In the middle of all this flourishing of ideas, Kant responded to an inquiry: “What is Enlightenment?” with a brief essay in 1784. He characterized enlightenment as “man’s emergence from his self-incurred immaturity,” adding “Immaturity is the inability to use one’s own understanding without the guidance of another. This immaturity is self-incurred if its cause is not lack of understanding, but lack of resolution and courage to use it without the guidance of another.” He noted that “Laziness and cowardice are the reasons why so many…gladly remain immature for life…. It is so convenient to be immature.”
A brief scan around the world 240 years later shows pretty clearly that enlightenment, using Kant’s description, is very much a process and not an event (certainly not a singular historical event). There are those who would argue that, technology and stacks of scientific “knowledge” notwithstanding, we are only marginally more “enlightened” than were the denizens of the 18C and that “progress” (the self-proclaimed goal of many thinkers of that era) remains pretty thin on the ground (at least of the moral variety). Kant didn’t know much about technological development (pre-industrial revolution, and all); but he thought that, with ‘enlightening’ leadership and the discarding of blind adherence to religiously-constrained understandings of the world, we humans would move forward.

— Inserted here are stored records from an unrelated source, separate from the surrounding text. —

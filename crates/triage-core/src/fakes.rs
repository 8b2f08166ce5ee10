//! In-memory fakes for the boundary traits (testing only)
//!
//! Provides `MemoryHost`, which satisfies `ChangeHost`, `ChangeActions` and
//! `CommitHistory` without any network, and `StaticResolver`, a
//! `ResolveAuthor` with canned answers that counts how often it is asked.

use std::collections::{HashMap, HashSet};
use std::sync::atomic::{AtomicUsize, Ordering};
use std::sync::Mutex;

use async_trait::async_trait;
use chrono::{DateTime, Utc};

use crate::domain::{
    AuthorIdentity, AuthorResolution, ChangeSet, HostError, HostResult, PathCommit, PendingChange,
};
use crate::host::{ChangeActions, ChangeHost};
use crate::resolver::{CommitHistory, ResolveAuthor};

// ---------------------------------------------------------------------------
// MemoryHost
// ---------------------------------------------------------------------------

/// A side effect recorded by [`MemoryHost`].
#[derive(Debug, Clone, PartialEq, Eq)]
pub enum RecordedAction {
    Comment { change: u64, body: String },
    Merge { change: u64 },
    Close { change: u64 },
    RequestReviewer { change: u64, reviewer: AuthorIdentity },
    OpenIssue { number: u64, title: String, body: String },
}

#[derive(Debug, Default)]
struct HostState {
    changes: Vec<PendingChange>,
    files: HashMap<u64, ChangeSet>,
    history: HashMap<String, Vec<PathCommit>>,
    broken_listings: HashSet<u64>,
    broken_history: HashSet<String>,
    broken_actions: HashSet<&'static str>,
    actions: Vec<RecordedAction>,
    next_issue: u64,
}

/// In-memory repository service.
#[derive(Debug, Default)]
pub struct MemoryHost {
    state: Mutex<HostState>,
}

impl MemoryHost {
    pub fn new() -> Self {
        Self::default()
    }

    /// Register an open change and its files.
    pub fn add_change(&self, change: PendingChange, files: ChangeSet) {
        let mut state = self.state.lock().unwrap();
        state.files.insert(change.number, files);
        state.changes.push(change);
    }

    /// Set the oldest-first history of `path`.
    pub fn set_history(&self, path: &str, commits: Vec<PathCommit>) {
        let mut state = self.state.lock().unwrap();
        state.history.insert(path.to_string(), commits);
    }

    /// Make listing the files of `change` fail.
    pub fn break_listing(&self, change: u64) {
        self.state.lock().unwrap().broken_listings.insert(change);
    }

    /// Make the history query for `path` fail.
    pub fn break_history(&self, path: &str) {
        self.state
            .lock()
            .unwrap()
            .broken_history
            .insert(path.to_string());
    }

    /// Make every action named `action` fail (see `Action::name`).
    pub fn break_action(&self, action: &'static str) {
        self.state.lock().unwrap().broken_actions.insert(action);
    }

    /// All side effects performed so far, in order.
    pub fn actions(&self) -> Vec<RecordedAction> {
        self.state.lock().unwrap().actions.clone()
    }

    /// Side effects performed on one change.
    pub fn actions_for(&self, change: u64) -> Vec<RecordedAction> {
        self.actions()
            .into_iter()
            .filter(|a| match a {
                RecordedAction::Comment { change: c, .. }
                | RecordedAction::Merge { change: c }
                | RecordedAction::Close { change: c }
                | RecordedAction::RequestReviewer { change: c, .. } => *c == change,
                RecordedAction::OpenIssue { .. } => false,
            })
            .collect()
    }

    fn record(&self, name: &'static str, action: RecordedAction) -> HostResult<()> {
        let mut state = self.state.lock().unwrap();
        if state.broken_actions.contains(name) {
            return Err(HostError::Api {
                status: 500,
                message: format!("{name} unavailable"),
            });
        }
        state.actions.push(action);
        Ok(())
    }
}

#[async_trait]
impl ChangeHost for MemoryHost {
    async fn list_pending(&self) -> HostResult<Vec<PendingChange>> {
        Ok(self.state.lock().unwrap().changes.clone())
    }

    async fn list_changed_files(&self, change: &PendingChange) -> HostResult<ChangeSet> {
        let state = self.state.lock().unwrap();
        if state.broken_listings.contains(&change.number) {
            return Err(HostError::Transport("connection reset".into()));
        }
        state
            .files
            .get(&change.number)
            .cloned()
            .ok_or_else(|| HostError::NotFound(format!("pull request {change}")))
    }
}

#[async_trait]
impl ChangeActions for MemoryHost {
    async fn comment(&self, change: &PendingChange, body: &str) -> HostResult<()> {
        self.record(
            "comment",
            RecordedAction::Comment {
                change: change.number,
                body: body.to_string(),
            },
        )
    }

    async fn merge(&self, change: &PendingChange) -> HostResult<()> {
        self.record(
            "merge",
            RecordedAction::Merge {
                change: change.number,
            },
        )
    }

    async fn close(&self, change: &PendingChange) -> HostResult<()> {
        self.record(
            "close",
            RecordedAction::Close {
                change: change.number,
            },
        )
    }

    async fn request_reviewer(
        &self,
        change: &PendingChange,
        reviewer: &AuthorIdentity,
    ) -> HostResult<()> {
        self.record(
            "request_reviewer",
            RecordedAction::RequestReviewer {
                change: change.number,
                reviewer: reviewer.clone(),
            },
        )
    }

    async fn open_issue(&self, title: &str, body: &str) -> HostResult<u64> {
        let number = {
            let mut state = self.state.lock().unwrap();
            state.next_issue += 1;
            1000 + state.next_issue
        };
        self.record(
            "open_issue",
            RecordedAction::OpenIssue {
                number,
                title: title.to_string(),
                body: body.to_string(),
            },
        )?;
        Ok(number)
    }
}

#[async_trait]
impl CommitHistory for MemoryHost {
    async fn commits_for_path(&self, path: &str) -> HostResult<Vec<PathCommit>> {
        let state = self.state.lock().unwrap();
        if state.broken_history.contains(path) {
            return Err(HostError::Api {
                status: 502,
                message: "bad gateway".into(),
            });
        }
        Ok(state.history.get(path).cloned().unwrap_or_default())
    }
}

// ---------------------------------------------------------------------------
// StaticResolver
// ---------------------------------------------------------------------------

/// Resolver with fixed answers per path; unlisted paths resolve to `Unknown`.
#[derive(Debug, Default)]
pub struct StaticResolver {
    answers: HashMap<String, AuthorResolution>,
    calls: AtomicUsize,
}

impl StaticResolver {
    pub fn new() -> Self {
        Self::default()
    }

    pub fn with(mut self, path: &str, resolution: AuthorResolution) -> Self {
        self.answers.insert(path.to_string(), resolution);
        self
    }

    /// Number of `resolve` calls so far.
    pub fn calls(&self) -> usize {
        self.calls.load(Ordering::SeqCst)
    }
}

#[async_trait]
impl ResolveAuthor for StaticResolver {
    async fn resolve(&self, path: &str) -> AuthorResolution {
        self.calls.fetch_add(1, Ordering::SeqCst);
        self.answers
            .get(path)
            .cloned()
            .unwrap_or(AuthorResolution::Unknown)
    }
}

// ---------------------------------------------------------------------------
// Builders
// ---------------------------------------------------------------------------

/// A newly opened change submitted by `submitter`.
pub fn pending_change(number: u64, submitter: &str) -> PendingChange {
    let opened = opened_at();
    PendingChange {
        number,
        title: format!("Change {number}"),
        submitter: AuthorIdentity::new(submitter),
        created_at: opened,
        updated_at: opened,
    }
}

/// A commit by `author` at a fixed offset (in hours) after a base time.
pub fn commit(sha: &str, author: Option<&str>, hours: i64) -> PathCommit {
    PathCommit {
        sha: sha.to_string(),
        author: author.map(AuthorIdentity::new),
        committed_at: opened_at() - chrono::Duration::days(30) + chrono::Duration::hours(hours),
    }
}

fn opened_at() -> DateTime<Utc> {
    DateTime::from_timestamp(1_704_067_200, 0).unwrap_or_default()
}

Kant’s use of the concept of “maturity” shows that he understood the parallel between individual human development and the path of the species. Eighty years after Kant, the English philosopher Herbert Spencer advanced the idea that the education of the individual echoed the evolution of humanity towards modern civilization. I don’t know if this idea works with what we understand these days of psychological development (or of what we understand of the “civilizing process” for that matter). Still, I think there’s something significant here.
Beyond the accumulation of data/memories and the laying down of thought processes, individual human maturity does seem to imply some changes in attitude towards the world. There is the accommodation of the presence of others in the world, including an extensive line of thought seeing humans as social animals, often with an ability to embody morality and altruism. I think there is also a notable tendency for people, as they “grow up” to move past instant gratification and think in the longer term [N.B. I am definitely not making any blanket statements here that either individuals or the species always do so.]
I suspect that it has something to do with the capacity to imagine the future. As we move thru and past the constant change of adolescence and approach the (relative) stability of adulthood, we can more easily see ourselves as adults (partners/parents/etc.). Our own parents shift from being part idealized role models and/or semi-adversarial bosses to people whose roles and behaviors we can (increasingly (if we’re lucky)) understand. Being socialized into increasingly institutionalized settings reinforces the ability to contextualize ourselves in larger frameworks. At a practical level, this shows up in planning (college, budgets, careers, relationships).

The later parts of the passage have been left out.